=== Begin Enclosure ===

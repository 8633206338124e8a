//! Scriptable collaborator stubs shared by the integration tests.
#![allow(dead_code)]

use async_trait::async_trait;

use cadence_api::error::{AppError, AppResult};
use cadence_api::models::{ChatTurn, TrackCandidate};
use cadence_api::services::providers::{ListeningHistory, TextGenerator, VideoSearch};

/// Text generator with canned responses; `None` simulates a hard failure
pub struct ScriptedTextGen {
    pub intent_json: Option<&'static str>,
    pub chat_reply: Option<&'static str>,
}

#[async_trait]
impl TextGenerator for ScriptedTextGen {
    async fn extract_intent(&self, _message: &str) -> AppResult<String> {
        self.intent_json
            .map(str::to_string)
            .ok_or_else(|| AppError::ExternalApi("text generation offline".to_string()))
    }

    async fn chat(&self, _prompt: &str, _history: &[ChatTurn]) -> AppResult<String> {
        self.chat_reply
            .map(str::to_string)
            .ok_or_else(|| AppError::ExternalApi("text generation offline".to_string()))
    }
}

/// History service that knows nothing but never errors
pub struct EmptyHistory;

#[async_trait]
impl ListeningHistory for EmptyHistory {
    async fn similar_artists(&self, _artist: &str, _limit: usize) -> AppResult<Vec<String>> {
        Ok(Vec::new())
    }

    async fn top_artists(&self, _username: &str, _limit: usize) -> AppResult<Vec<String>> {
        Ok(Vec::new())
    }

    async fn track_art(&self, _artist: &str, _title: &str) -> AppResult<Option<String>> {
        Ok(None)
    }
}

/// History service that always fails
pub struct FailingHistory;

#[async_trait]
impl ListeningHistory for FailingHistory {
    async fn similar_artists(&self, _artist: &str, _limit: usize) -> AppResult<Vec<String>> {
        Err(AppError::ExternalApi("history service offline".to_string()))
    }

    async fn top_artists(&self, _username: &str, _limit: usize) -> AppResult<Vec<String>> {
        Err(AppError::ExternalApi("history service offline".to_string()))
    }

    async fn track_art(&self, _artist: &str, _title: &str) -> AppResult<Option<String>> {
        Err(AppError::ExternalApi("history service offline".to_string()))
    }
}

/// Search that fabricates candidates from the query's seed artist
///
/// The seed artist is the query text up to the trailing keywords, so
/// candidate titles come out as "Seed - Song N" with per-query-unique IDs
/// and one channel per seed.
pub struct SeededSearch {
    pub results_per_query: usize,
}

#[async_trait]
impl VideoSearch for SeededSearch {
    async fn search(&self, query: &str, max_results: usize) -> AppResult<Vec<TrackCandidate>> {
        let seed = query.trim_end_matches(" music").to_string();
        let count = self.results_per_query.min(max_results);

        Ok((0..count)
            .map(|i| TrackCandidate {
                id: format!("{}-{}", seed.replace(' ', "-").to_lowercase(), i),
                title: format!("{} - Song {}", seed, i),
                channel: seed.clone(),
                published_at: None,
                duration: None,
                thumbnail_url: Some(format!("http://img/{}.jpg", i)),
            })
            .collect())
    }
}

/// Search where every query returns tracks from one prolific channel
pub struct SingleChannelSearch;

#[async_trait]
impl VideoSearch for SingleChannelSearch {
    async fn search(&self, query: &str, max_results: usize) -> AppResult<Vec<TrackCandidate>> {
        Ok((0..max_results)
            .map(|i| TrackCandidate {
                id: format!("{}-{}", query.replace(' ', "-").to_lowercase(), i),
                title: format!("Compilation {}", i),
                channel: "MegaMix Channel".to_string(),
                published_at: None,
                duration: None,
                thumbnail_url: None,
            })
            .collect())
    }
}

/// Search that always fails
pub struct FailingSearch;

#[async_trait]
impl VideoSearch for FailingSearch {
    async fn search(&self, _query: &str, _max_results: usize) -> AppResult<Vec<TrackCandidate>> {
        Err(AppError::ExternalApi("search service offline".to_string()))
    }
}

=== End Enclosure ===
=== Begin Enclosure ===

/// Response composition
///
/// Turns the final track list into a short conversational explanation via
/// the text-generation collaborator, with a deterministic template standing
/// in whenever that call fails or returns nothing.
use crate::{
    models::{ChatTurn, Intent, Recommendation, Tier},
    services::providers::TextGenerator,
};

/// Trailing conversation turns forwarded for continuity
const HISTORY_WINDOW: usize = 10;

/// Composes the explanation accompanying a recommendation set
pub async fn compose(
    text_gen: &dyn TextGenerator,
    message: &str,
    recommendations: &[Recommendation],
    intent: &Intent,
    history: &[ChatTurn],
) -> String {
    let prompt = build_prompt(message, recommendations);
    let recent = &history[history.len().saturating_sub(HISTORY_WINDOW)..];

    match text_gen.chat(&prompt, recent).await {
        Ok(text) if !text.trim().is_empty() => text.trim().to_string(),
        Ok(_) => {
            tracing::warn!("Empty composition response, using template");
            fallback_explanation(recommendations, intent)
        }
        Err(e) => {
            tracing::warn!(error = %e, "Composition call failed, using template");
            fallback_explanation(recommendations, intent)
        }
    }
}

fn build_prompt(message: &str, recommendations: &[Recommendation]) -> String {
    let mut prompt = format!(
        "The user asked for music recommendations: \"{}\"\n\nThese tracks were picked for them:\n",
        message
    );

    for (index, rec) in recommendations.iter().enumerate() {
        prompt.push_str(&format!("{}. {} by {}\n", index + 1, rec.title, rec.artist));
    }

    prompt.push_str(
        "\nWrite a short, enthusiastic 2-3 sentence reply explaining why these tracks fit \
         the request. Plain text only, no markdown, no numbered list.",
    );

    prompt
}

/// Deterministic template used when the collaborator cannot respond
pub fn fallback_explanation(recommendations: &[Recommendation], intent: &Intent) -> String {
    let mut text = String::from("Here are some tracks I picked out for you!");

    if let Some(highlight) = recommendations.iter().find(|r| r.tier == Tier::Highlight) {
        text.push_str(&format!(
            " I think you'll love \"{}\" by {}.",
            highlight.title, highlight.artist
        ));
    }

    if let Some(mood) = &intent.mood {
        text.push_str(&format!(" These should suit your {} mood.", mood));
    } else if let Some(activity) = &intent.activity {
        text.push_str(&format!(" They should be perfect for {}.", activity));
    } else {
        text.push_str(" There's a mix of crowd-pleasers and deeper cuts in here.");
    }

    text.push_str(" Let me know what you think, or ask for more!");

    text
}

=== End Enclosure ===
=== Begin Enclosure ===

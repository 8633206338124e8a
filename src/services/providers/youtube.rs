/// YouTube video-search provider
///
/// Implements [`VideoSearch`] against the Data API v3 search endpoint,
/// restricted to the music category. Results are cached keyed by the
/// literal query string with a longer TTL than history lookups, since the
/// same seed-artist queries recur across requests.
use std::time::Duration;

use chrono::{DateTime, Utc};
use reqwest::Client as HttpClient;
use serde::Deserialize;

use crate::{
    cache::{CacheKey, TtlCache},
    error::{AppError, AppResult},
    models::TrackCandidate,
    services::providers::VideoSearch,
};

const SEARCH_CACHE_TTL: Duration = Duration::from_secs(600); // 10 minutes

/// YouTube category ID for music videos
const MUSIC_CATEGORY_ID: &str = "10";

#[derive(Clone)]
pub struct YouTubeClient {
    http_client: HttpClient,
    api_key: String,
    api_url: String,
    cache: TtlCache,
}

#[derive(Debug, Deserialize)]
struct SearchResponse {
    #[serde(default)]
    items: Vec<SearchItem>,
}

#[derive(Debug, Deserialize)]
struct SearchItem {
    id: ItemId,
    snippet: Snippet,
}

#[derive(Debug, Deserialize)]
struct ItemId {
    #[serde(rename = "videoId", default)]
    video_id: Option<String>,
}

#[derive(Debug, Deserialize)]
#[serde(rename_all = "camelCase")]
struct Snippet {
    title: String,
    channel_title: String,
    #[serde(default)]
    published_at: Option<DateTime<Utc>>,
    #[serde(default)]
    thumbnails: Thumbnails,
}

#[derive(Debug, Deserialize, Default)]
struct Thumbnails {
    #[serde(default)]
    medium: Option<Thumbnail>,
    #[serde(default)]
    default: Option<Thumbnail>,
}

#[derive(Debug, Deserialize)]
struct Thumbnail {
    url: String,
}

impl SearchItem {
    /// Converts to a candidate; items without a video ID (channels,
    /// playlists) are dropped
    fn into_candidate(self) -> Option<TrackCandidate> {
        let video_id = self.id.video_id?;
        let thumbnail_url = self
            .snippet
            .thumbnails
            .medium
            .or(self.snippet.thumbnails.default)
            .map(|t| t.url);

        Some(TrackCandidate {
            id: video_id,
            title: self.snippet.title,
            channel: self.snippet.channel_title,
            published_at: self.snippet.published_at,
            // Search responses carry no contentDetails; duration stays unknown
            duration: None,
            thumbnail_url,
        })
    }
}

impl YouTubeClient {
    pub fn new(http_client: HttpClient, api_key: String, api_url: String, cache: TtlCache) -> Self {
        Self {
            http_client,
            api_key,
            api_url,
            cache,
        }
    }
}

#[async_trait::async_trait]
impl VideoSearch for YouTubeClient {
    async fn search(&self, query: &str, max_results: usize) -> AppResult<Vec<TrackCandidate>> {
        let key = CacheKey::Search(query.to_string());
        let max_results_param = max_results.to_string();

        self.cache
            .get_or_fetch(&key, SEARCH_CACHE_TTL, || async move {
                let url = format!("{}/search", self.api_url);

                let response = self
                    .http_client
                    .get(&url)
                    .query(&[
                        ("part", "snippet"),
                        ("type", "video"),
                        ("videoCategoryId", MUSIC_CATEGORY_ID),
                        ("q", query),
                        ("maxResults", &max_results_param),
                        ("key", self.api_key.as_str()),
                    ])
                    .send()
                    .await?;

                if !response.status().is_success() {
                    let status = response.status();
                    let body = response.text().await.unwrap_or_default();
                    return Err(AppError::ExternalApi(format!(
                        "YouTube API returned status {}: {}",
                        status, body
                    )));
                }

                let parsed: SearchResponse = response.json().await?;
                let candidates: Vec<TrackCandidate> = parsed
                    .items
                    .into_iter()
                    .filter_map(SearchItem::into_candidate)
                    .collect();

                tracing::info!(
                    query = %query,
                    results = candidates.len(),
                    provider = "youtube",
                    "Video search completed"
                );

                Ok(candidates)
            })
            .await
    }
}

=== End Enclosure ===

Return every line of the material in which the word "ChatTurn" is found.

→ SOLUTION FOR THIS PROBLEM
use cadence_api::models::{ChatTurn, TrackCandidate};
    async fn chat(&self, _prompt: &str, _history: &[ChatTurn]) -> AppResult<String> {
    models::{ChatTurn, Intent, Recommendation, Tier},
    history: &[ChatTurn],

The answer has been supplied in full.